:: THE PROBLEM ::
Word for word, return the lines from the start of the entries below through the line that has "API-management organization's resource".

────────────────────────────────────────

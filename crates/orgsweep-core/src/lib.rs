//! orgsweep-core: Core library for dependency-ordered API organization cleanup
//!
//! This library holds the business logic for decommissioning an
//! API-management organization's resource graph: proxies, shared flows,
//! products, apps, developers, key/value maps, environments, data
//! collectors, reports, environment groups and runtime instances. It is
//! consumed by the `orgsweep` CLI.
//!
//! # Main Entry Points
//!
//! - [`graph`] - In-memory resource graph and snapshot persistence
//! - [`cleaners`] - Per-resource-kind deletion passes
//! - [`runner`] - Ordered execution of the cleaner list
//! - [`bundle`] - Static analysis of deployable configuration bundles
//! - [`api`] - HTTP client, URL building, operation polling
//! - [`config`] - Configuration management

pub mod api;
pub mod bundle;
pub mod cleaners;
pub mod config;
pub mod errors;
pub mod graph;
pub mod logging;
pub mod runner;

// Re-export commonly used types at crate root for convenience
pub use api::{ApiClient, ApiError, DryRun, EnvToken, HttpClient, OrgApi, StaticToken, WaitPolicy};
pub use cleaners::{CleanContext, CleanError, CleanStats, Cleaner};
pub use config::SweepConfig;
pub use errors::{ConfigError, SweepError};
pub use graph::types::{
    App, Developer, Environment, FlowHook, Proxy, ResourceGraph, SharedFlow,
};
pub use graph::{GraphError, ResourceKind};
pub use runner::{CleanerOutcome, RunSummary, run_cleanup};

// Re-export logging initialization
pub use logging::init_logging;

────────────────────────────────────────

:: RESULT FOR THIS EXERCISE ::
filename crates/orgsweep-core/src/lib.rs
//! orgsweep-core: Core library for dependency-ordered API organization cleanup
//!
//! This library holds the business logic for decommissioning an
//! API-management organization's resource graph: proxies, shared flows,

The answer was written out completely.